For our budget, my wife and I use Mint.com along with a master calendar showing unique expenses for each specific month, like HOA dues or vehicle registrations. We check Mint most days to categorize and split recent transactions, ensuring our budget is accurate. To plan for a recurring expense or task in the future, we calendar it. Each new month, we take a few minutes to build our monthly Mint budget, referencing the calendar. All our finances are combined since we’re married, and we meet often to talk about our plans, purchases, and goals. It’s simple and gets better and more accurate with age. Don’t be discouraged if it takes several months to get familiar with budgeting and your expenses, that’s very normal.

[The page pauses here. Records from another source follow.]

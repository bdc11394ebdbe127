//! In-process ledger guarded by an async mutex.

use async_trait::async_trait;
use tokio::sync::Mutex;

use super::state::{BlockClock, LedgerState, DEFAULT_BOND};
use super::Ledger;
use crate::types::*;

pub struct InMemoryLedger {
    state: Mutex<LedgerState>,
}

impl InMemoryLedger {
    /// Ledger that mines every write immediately
    pub fn new() -> Self {
        Self::with_clock(BlockClock::instant())
    }

    pub fn with_clock(clock: BlockClock) -> Self {
        Self {
            state: Mutex::new(LedgerState::new(clock, DEFAULT_BOND)),
        }
    }

    /// Produce `blocks` blocks on a manual or instant clock
    pub async fn mine(&self, blocks: u64) {
        self.state.lock().await.mine(blocks);
    }

    pub async fn bonds_held(&self) -> u128 {
        self.state.lock().await.bonds_held()
    }
}

impl Default for InMemoryLedger {
    fn default() -> Self {
        Self::new()
    }
}

#[async_trait]
impl Ledger for InMemoryLedger {
    async fn latest_block(&self) -> Result<u64, LedgerError> {
        Ok(self.state.lock().await.height())
    }

    async fn query_events(&self, filter: &EventFilter) -> Result<Vec<LedgerEvent>, LedgerError> {
        Ok(self.state.lock().await.query_events(filter))
    }

    async fn get_attestation(&self, uid: &Uid) -> Result<Attestation, LedgerError> {
        self.state.lock().await.get_attestation(uid)
    }

    async fn revoke(&self, from: &Address, uid: &Uid) -> Result<TxHandle, LedgerError> {
        self.state.lock().await.revoke(from, uid)
    }

    async fn tx_status(&self, tx: &TxHandle) -> Result<TxStatus, LedgerError> {
        Ok(self.state.lock().await.tx_status(tx))
    }

    async fn create_escrow(
        &self,
        from: &Address,
        terms: &EscrowTerms,
    ) -> Result<Attestation, LedgerError> {
        Ok(self.state.lock().await.create_escrow(from, terms))
    }

    async fn record_decision(
        &self,
        from: &Address,
        fulfillment: &Uid,
        decision: bool,
    ) -> Result<Attestation, LedgerError> {
        self.state.lock().await.record_decision(from, fulfillment, decision)
    }

    async fn collect(
        &self,
        from: &Address,
        escrow: &Uid,
        fulfillment: &Uid,
    ) -> Result<TxHandle, LedgerError> {
        self.state.lock().await.collect(from, escrow, fulfillment)
    }

    async fn compute_commitment(
        &self,
        escrow: &Uid,
        fulfiller: &Address,
        record: &ObligationRecord,
    ) -> Result<Commitment, LedgerError> {
        Ok(self.state.lock().await.compute_commitment(escrow, fulfiller, record))
    }

    async fn commit(
        &self,
        from: &Address,
        commitment: &Commitment,
    ) -> Result<TxHandle, LedgerError> {
        self.state.lock().await.commit(from, commitment)
    }

    async fn reveal(
        &self,
        from: &Address,
        record: &ObligationRecord,
        escrow: &Uid,
    ) -> Result<Attestation, LedgerError> {
        self.state.lock().await.reveal(from, record, escrow)
    }

    async fn reclaim_bond(
        &self,
        from: &Address,
        fulfillment: &Uid,
    ) -> Result<TxHandle, LedgerError> {
        self.state.lock().await.reclaim_bond(from, fulfillment)
    }
}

Allow me to recommend a fantastic resource if you’re not familiar: Dave Ramsey and his Seven Baby Steps. The podcasts, articles, and books by the folks at Ramsey Solutions are solid advice on money and life. They’ve helped millions of people in America pay off debt and build financial stability. Consider checking them out, and never stop learning.
Make a new habit of asking “What budget category will this come from? Is there enough in there to cover it?” before you spend. Even if your budget says yes, maturely consider if your purchase is wise, in line with your goals and values. If so, spend guilt-free!
Luke Miller is passionate about helping others succeed in their finances, careers, and lives. A fourth-generation aviator, he is a pilot for a Seattle-based major airline. Luke and his wife live locally in Enumclaw. This article is based on the author’s opinions and recommendations alone and is not intended to be a source of investment advice.